── Input ──

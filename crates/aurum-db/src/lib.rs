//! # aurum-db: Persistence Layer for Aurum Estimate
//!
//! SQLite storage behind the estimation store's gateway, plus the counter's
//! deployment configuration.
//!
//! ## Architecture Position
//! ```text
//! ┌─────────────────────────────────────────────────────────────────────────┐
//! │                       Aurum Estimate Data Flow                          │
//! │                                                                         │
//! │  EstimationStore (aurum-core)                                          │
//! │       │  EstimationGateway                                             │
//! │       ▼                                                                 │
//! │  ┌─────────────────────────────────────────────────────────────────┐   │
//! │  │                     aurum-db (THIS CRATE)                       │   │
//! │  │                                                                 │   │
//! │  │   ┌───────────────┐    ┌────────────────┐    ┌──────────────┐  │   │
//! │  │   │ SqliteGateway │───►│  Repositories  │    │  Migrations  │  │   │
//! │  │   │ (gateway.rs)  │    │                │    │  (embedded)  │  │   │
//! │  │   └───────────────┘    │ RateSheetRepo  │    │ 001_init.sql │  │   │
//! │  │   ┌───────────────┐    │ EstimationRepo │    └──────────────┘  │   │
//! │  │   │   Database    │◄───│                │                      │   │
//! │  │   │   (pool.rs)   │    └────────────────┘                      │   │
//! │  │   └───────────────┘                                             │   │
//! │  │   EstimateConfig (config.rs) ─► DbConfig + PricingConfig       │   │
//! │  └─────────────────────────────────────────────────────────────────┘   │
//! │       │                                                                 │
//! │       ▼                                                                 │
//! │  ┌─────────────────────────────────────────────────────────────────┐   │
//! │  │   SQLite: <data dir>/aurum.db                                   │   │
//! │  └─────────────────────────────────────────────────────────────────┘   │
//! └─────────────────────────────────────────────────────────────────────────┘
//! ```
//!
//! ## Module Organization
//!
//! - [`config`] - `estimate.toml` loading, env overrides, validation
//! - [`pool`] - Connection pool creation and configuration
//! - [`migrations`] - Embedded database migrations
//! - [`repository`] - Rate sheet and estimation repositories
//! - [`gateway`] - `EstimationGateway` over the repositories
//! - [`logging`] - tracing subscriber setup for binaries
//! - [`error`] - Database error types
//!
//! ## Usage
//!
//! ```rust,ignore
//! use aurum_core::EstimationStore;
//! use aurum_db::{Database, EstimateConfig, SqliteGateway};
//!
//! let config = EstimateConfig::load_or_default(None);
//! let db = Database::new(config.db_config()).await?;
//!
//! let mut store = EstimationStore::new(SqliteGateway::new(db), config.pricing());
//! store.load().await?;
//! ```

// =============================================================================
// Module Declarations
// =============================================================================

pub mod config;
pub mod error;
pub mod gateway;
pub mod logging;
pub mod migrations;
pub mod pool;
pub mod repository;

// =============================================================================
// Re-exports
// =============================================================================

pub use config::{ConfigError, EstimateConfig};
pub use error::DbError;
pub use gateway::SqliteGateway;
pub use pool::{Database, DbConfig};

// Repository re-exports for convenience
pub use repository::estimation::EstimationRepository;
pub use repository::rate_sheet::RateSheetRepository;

───
── Input ──

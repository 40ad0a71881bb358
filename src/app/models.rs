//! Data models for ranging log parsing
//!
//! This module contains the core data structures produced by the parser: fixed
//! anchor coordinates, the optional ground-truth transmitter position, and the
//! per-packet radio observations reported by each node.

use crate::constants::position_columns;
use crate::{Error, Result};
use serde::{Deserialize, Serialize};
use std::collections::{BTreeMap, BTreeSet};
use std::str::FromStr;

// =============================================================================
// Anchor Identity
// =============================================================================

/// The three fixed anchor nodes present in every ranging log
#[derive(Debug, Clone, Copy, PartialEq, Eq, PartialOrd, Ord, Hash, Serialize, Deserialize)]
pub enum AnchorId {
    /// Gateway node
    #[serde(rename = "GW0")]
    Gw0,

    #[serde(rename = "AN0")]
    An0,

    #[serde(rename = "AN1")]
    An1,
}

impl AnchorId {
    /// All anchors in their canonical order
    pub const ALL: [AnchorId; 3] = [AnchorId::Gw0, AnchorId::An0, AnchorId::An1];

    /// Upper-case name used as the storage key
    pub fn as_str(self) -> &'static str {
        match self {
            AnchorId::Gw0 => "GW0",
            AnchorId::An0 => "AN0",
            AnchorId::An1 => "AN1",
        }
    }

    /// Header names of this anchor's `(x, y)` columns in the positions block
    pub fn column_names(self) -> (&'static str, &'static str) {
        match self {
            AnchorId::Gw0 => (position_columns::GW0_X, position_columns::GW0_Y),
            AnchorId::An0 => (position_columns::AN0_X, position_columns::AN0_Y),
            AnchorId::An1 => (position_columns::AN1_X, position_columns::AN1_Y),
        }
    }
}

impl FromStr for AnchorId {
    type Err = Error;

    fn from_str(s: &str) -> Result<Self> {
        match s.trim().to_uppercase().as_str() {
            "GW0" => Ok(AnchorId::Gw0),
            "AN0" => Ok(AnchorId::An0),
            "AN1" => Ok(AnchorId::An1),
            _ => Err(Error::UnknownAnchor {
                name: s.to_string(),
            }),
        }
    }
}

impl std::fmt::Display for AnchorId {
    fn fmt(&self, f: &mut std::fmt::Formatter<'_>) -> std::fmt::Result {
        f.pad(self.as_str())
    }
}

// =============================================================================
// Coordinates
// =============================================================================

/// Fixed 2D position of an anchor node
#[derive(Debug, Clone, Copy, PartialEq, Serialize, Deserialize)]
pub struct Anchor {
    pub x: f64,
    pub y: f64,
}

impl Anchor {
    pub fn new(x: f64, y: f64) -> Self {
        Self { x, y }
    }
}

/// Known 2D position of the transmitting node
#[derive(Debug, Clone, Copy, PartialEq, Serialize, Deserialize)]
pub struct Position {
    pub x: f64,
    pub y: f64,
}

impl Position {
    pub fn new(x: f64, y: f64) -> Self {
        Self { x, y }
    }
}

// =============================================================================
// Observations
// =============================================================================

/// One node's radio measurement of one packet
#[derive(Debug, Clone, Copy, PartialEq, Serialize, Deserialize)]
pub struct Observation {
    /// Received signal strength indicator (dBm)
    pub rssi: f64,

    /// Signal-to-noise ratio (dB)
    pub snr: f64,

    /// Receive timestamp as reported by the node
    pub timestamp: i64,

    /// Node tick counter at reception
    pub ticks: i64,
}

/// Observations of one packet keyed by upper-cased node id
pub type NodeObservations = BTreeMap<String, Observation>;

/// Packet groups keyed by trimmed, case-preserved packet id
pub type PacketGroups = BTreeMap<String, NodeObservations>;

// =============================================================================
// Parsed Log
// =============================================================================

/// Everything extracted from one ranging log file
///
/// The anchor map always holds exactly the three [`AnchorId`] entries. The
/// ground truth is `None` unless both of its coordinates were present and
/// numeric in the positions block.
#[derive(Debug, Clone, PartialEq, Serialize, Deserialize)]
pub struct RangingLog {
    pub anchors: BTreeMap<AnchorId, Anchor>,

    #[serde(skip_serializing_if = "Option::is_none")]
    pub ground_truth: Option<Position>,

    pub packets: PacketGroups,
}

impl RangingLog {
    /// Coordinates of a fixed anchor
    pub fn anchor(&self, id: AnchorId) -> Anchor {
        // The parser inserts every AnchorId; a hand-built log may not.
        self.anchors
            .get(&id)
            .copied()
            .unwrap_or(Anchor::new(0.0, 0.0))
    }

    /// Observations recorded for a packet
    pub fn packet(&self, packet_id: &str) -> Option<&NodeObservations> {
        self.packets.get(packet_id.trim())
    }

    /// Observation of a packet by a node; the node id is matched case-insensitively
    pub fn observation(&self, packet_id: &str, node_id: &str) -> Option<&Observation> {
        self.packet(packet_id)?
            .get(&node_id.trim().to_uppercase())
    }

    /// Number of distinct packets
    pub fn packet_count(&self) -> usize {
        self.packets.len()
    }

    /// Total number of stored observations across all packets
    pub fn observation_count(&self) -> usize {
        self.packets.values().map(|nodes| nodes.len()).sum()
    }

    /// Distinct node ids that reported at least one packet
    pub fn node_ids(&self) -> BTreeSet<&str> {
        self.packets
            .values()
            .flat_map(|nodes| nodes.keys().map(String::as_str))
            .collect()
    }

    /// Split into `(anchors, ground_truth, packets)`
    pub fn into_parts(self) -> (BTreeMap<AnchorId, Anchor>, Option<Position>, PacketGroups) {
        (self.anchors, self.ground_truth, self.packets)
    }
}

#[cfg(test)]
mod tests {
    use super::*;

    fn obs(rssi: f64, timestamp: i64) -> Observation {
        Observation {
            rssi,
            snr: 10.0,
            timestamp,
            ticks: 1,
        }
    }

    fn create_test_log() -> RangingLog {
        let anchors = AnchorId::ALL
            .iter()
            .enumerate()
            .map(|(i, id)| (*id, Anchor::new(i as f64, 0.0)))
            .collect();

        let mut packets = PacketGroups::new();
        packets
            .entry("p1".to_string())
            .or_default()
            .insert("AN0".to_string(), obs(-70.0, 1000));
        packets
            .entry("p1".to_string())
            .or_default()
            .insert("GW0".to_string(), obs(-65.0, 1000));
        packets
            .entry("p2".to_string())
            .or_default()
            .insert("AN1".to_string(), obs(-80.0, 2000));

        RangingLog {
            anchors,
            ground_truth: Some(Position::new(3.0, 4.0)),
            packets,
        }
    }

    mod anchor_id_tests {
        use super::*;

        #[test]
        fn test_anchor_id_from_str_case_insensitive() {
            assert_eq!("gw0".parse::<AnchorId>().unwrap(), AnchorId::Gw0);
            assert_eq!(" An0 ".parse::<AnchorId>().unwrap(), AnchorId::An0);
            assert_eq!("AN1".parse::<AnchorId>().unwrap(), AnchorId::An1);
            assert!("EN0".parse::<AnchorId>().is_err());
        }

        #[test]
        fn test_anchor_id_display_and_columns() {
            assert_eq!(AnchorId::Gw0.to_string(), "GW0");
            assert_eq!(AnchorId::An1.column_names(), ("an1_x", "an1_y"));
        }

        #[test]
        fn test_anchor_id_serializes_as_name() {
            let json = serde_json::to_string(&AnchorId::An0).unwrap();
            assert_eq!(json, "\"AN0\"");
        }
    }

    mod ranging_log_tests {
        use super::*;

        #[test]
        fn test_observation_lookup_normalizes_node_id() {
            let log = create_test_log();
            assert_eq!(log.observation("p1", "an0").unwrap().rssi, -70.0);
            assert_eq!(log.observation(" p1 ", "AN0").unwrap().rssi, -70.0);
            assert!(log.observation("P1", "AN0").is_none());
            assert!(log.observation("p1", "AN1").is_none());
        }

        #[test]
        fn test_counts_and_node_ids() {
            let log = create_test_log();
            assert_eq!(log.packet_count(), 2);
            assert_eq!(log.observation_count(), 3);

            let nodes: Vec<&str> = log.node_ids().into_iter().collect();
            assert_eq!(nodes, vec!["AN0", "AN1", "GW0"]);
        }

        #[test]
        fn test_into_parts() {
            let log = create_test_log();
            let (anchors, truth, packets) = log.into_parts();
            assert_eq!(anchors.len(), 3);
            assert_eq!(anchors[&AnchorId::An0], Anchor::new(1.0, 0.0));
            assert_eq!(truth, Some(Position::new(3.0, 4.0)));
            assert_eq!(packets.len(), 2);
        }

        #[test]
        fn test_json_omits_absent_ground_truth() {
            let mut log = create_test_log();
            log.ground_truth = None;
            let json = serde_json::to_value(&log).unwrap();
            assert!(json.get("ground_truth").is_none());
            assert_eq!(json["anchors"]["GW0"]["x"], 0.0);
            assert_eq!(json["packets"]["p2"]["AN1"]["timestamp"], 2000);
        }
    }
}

───

- Task item:
Tally the lines of the records that contain the word "Result" and state the total alone.

- Response:
3